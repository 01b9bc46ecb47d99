//! Orchestrates scans, reconciliation passes, and deletion for the
//! user-visible operations. Owns the device registry and the readiness
//! state machine; all I/O goes through the transport held by the context.

use std::future::Future;
use std::path::PathBuf;
use std::time::Duration;

use thiserror::Error;
use tokio::time::timeout;
use tracing::{Instrument, info, info_span};
use uuid::Uuid;

use crate::context::AppContext;
use crate::core::aggregator::aggregate;
use crate::core::bootstrap::{Bootstrap, BootstrapError};
use crate::core::deletion::DeletionCoordinator;
use crate::core::executor::{TransferExecutor, TransferRoute};
use crate::core::models::{
    ClassifiedDevices, DeletionOutcome, Device, Direction, TransferResult,
};
use crate::core::planner;
use crate::core::registry::DeviceRegistry;
use crate::error::TransportError;
use crate::transport::join_remote;

/// Folder under device storage that photo sync reconciles.
const PHOTOS_SUBDIR: &str = "DCIM/Camera";
/// Destination folder for plain file pushes.
const DOCUMENTS_SUBDIR: &str = "Documents";

#[derive(Debug, Error)]
pub enum SessionError {
    #[error("device '{0}' is not in the current snapshot")]
    DeviceNotFound(String),

    #[error("backup device {0} is not connected")]
    BackupUnavailable(crate::core::models::BackupIdentity),

    #[error("no origin device is connected")]
    NoOriginDevice,

    #[error("multiple origin devices are connected; a serial must be chosen")]
    AmbiguousOrigin,

    #[error(transparent)]
    Bootstrap(#[from] BootstrapError),

    #[error(transparent)]
    Transport(#[from] TransportError),
}

pub struct Session {
    ctx: AppContext,
    registry: DeviceRegistry,
    bootstrap: Bootstrap,
}

impl Session {
    pub fn new(ctx: AppContext) -> Self {
        Self {
            ctx,
            registry: DeviceRegistry::new(),
            bootstrap: Bootstrap::new(),
        }
    }

    /// Run the full readiness flow: dependencies, service, first scan.
    /// Returns the number of devices found.
    pub async fn initialize(&mut self) -> Result<usize, SessionError> {
        let transport = self.ctx.transport.clone();
        let deadline = self.ctx.config.scan_timeout();

        self.bootstrap.check_dependencies(transport.as_ref()).await?;
        self.bootstrap
            .start_service(transport.as_ref(), deadline)
            .await?;
        let count = self
            .bootstrap
            .scan(transport.as_ref(), &mut self.registry, deadline)
            .await?;
        Ok(count)
    }

    /// Refresh the device snapshot.
    pub async fn rescan(&mut self) -> Result<usize, SessionError> {
        let transport = self.ctx.transport.clone();
        let count = self
            .bootstrap
            .scan(
                transport.as_ref(),
                &mut self.registry,
                self.ctx.config.scan_timeout(),
            )
            .await?;
        Ok(count)
    }

    pub fn devices(&self) -> &[Device] {
        self.registry.devices()
    }

    /// Classify the current snapshot against the configured identity.
    pub fn classified(&self) -> ClassifiedDevices {
        self.registry.classify(&self.ctx.config.backup_identity())
    }

    pub fn backup_connected(&self) -> bool {
        self.classified().backup_connected()
    }

    /// Reconcile one device folder down to the local staging directory.
    pub async fn backup_folder(
        &self,
        serial: &str,
        folder: &str,
    ) -> Result<TransferResult, SessionError> {
        let device = self.require_connected(serial)?;
        let remote_dir = join_remote(&self.ctx.config.device_storage, folder);
        let local_dir = self.ctx.config.backup_root.join(folder);

        let span = info_span!(
            "backup_folder",
            op = %Uuid::now_v7(),
            device = %device.serial,
            folder = %folder,
        );

        async {
            let transport = self.ctx.transport.as_ref();
            let list_deadline = self.ctx.config.scan_timeout();

            let source = self
                .timed(list_deadline, transport.list_remote_files(&device.serial, &remote_dir))
                .await?;
            let dest = self
                .timed(list_deadline, transport.list_local_files(&local_dir))
                .await?;

            let plan = planner::plan(&source, &dest, Direction::Pull);
            info!(to_pull = plan.to_pull.len(), "Backup plan computed");

            let route = TransferRoute {
                serial: device.serial.clone(),
                remote_dir,
                local_dir: local_dir.clone(),
            };
            let executor =
                TransferExecutor::new(transport, self.ctx.config.transfer_timeout());
            let outcome = executor.execute(&plan, &route).await;

            Ok(aggregate(&outcome, local_dir, None))
        }
        .instrument(span)
        .await
    }

    /// Move photos from an origin device to the backup device through the
    /// local staging folder: pull what the staging copy is missing, then
    /// push what the backup device is missing, then optionally delete
    /// confirmed-copied originals.
    pub async fn sync_photos(
        &self,
        origin_serial: Option<&str>,
        delete_origin: bool,
    ) -> Result<(TransferResult, Option<DeletionOutcome>), SessionError> {
        let classified = self.classified();
        let backup = classified
            .backup
            .clone()
            .ok_or_else(|| SessionError::BackupUnavailable(self.ctx.config.backup_identity()))?;
        let origin = select_origin(&classified, origin_serial)?;

        let photos_dir = join_remote(&self.ctx.config.device_storage, PHOTOS_SUBDIR);
        let staging = self
            .ctx
            .config
            .backup_root
            .join("photos")
            .join(origin.model.replace(['/', '\\'], "_"));

        let span = info_span!(
            "sync_photos",
            op = %Uuid::now_v7(),
            origin = %origin.serial,
            backup = %backup.serial,
            delete_origin,
        );

        async {
            let transport = self.ctx.transport.as_ref();
            let list_deadline = self.ctx.config.scan_timeout();
            let executor =
                TransferExecutor::new(transport, self.ctx.config.transfer_timeout());

            // Pull phase: origin -> staging.
            let origin_listing = self
                .timed(list_deadline, transport.list_remote_files(&origin.serial, &photos_dir))
                .await?;
            let staged = self
                .timed(list_deadline, transport.list_local_files(&staging))
                .await?;
            let pull_plan = planner::plan(&origin_listing, &staged, Direction::Pull);
            info!(to_pull = pull_plan.to_pull.len(), "Pull plan computed");

            let pull_route = TransferRoute {
                serial: origin.serial.clone(),
                remote_dir: photos_dir.clone(),
                local_dir: staging.clone(),
            };
            let pull_outcome = executor.execute(&pull_plan, &pull_route).await;

            // Push phase: staging -> backup, planned from the refreshed
            // staging listing so it covers earlier runs' leftovers too.
            let staged_after = self
                .timed(list_deadline, transport.list_local_files(&staging))
                .await?;
            let backup_listing = self
                .timed(list_deadline, transport.list_remote_files(&backup.serial, &photos_dir))
                .await?;
            let push_plan = planner::plan(&staged_after, &backup_listing, Direction::Push);
            info!(to_push = push_plan.to_push.len(), "Push plan computed");

            let push_route = TransferRoute {
                serial: backup.serial.clone(),
                remote_dir: photos_dir.clone(),
                local_dir: staging.clone(),
            };
            let push_outcome = executor.execute(&push_plan, &push_route).await;

            let outcome = pull_outcome.merge(push_outcome);

            // Deletion strictly after the whole batch, and only for files
            // confirmed copied off the origin.
            let deletion = if delete_origin {
                let coordinator =
                    DeletionCoordinator::new(transport, self.ctx.config.transfer_timeout());
                Some(
                    coordinator
                        .delete_confirmed(&outcome, &origin.serial, &photos_dir)
                        .await,
                )
            } else {
                None
            };

            let result = aggregate(&outcome, staging.clone(), deletion.as_ref());
            Ok((result, deletion))
        }
        .instrument(span)
        .await
    }

    /// Push local files into the device Documents folder. Returns
    /// (planned, transferred) counts; per-file failures are logged and
    /// skipped, matching the transfer policy elsewhere.
    pub async fn push_files(
        &self,
        serial: &str,
        files: &[PathBuf],
    ) -> Result<(usize, usize), SessionError> {
        let device = self.require_connected(serial)?;
        let documents = join_remote(&self.ctx.config.device_storage, DOCUMENTS_SUBDIR);
        let transport = self.ctx.transport.as_ref();
        let deadline = self.ctx.config.transfer_timeout();

        let mut transferred = 0usize;
        for file in files {
            let Some(name) = file.file_name().and_then(|n| n.to_str()) else {
                tracing::warn!(file = %file.display(), "Skipping file without a usable name");
                continue;
            };
            let remote = join_remote(&documents, name);

            match timeout(deadline, transport.push(&device.serial, file, &remote)).await {
                Ok(Ok(())) => transferred += 1,
                Ok(Err(err)) => {
                    tracing::warn!(file = %file.display(), error = %err, "Push failed")
                }
                Err(_) => tracing::warn!(file = %file.display(), "Push timed out"),
            }
        }

        Ok((files.len(), transferred))
    }

    /// List candidate top-level folders on device storage.
    pub async fn list_folders(&self, serial: &str) -> Result<Vec<String>, SessionError> {
        let device = self.require_connected(serial)?;
        let folders = self
            .timed(
                self.ctx.config.scan_timeout(),
                self.ctx
                    .transport
                    .list_remote_dirs(&device.serial, &self.ctx.config.device_storage),
            )
            .await?;
        Ok(folders)
    }

    /// Attach a device over wireless adb. Returns the transport's message.
    pub async fn connect(&self, endpoint: &str) -> Result<String, SessionError> {
        let message = self
            .timed(
                self.ctx.config.scan_timeout(),
                self.ctx.transport.connect(endpoint),
            )
            .await?;
        Ok(message)
    }

    /// Pair with a device over wireless adb.
    pub async fn pair(&self, endpoint: &str, code: &str) -> Result<String, SessionError> {
        let message = self
            .timed(
                self.ctx.config.scan_timeout(),
                self.ctx.transport.pair(endpoint, code),
            )
            .await?;
        Ok(message)
    }

    /// Stop the transport daemon.
    pub async fn shutdown(&self) -> Result<(), SessionError> {
        self.ctx.transport.stop_service().await?;
        Ok(())
    }

    fn require_connected(&self, serial: &str) -> Result<Device, SessionError> {
        self.registry
            .find(serial)
            .filter(|d| d.is_connected())
            .cloned()
            .ok_or_else(|| SessionError::DeviceNotFound(serial.to_string()))
    }

    async fn timed<T>(
        &self,
        deadline: Duration,
        fut: impl Future<Output = Result<T, TransportError>>,
    ) -> Result<T, TransportError> {
        match timeout(deadline, fut).await {
            Ok(result) => result,
            Err(_) => Err(TransportError::Timeout(deadline)),
        }
    }
}

fn select_origin(
    classified: &ClassifiedDevices,
    serial: Option<&str>,
) -> Result<Device, SessionError> {
    match serial {
        Some(wanted) => classified
            .origins
            .iter()
            .find(|d| d.serial == wanted)
            .cloned()
            .ok_or_else(|| SessionError::DeviceNotFound(wanted.to_string())),
        None => match classified.origins.as_slice() {
            [] => Err(SessionError::NoOriginDevice),
            [only] => Ok(only.clone()),
            _ => Err(SessionError::AmbiguousOrigin),
        },
    }
}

══════════════════════════════

Aim of the exercise -
Go through the listing above and pull out each line containing the word "tracing".

Answer space -
use tracing::{Instrument, info, info_span};
                tracing::warn!(file = %file.display(), "Skipping file without a usable name");
                    tracing::warn!(file = %file.display(), error = %err, "Push failed")
                Err(_) => tracing::warn!(file = %file.display(), "Push timed out"),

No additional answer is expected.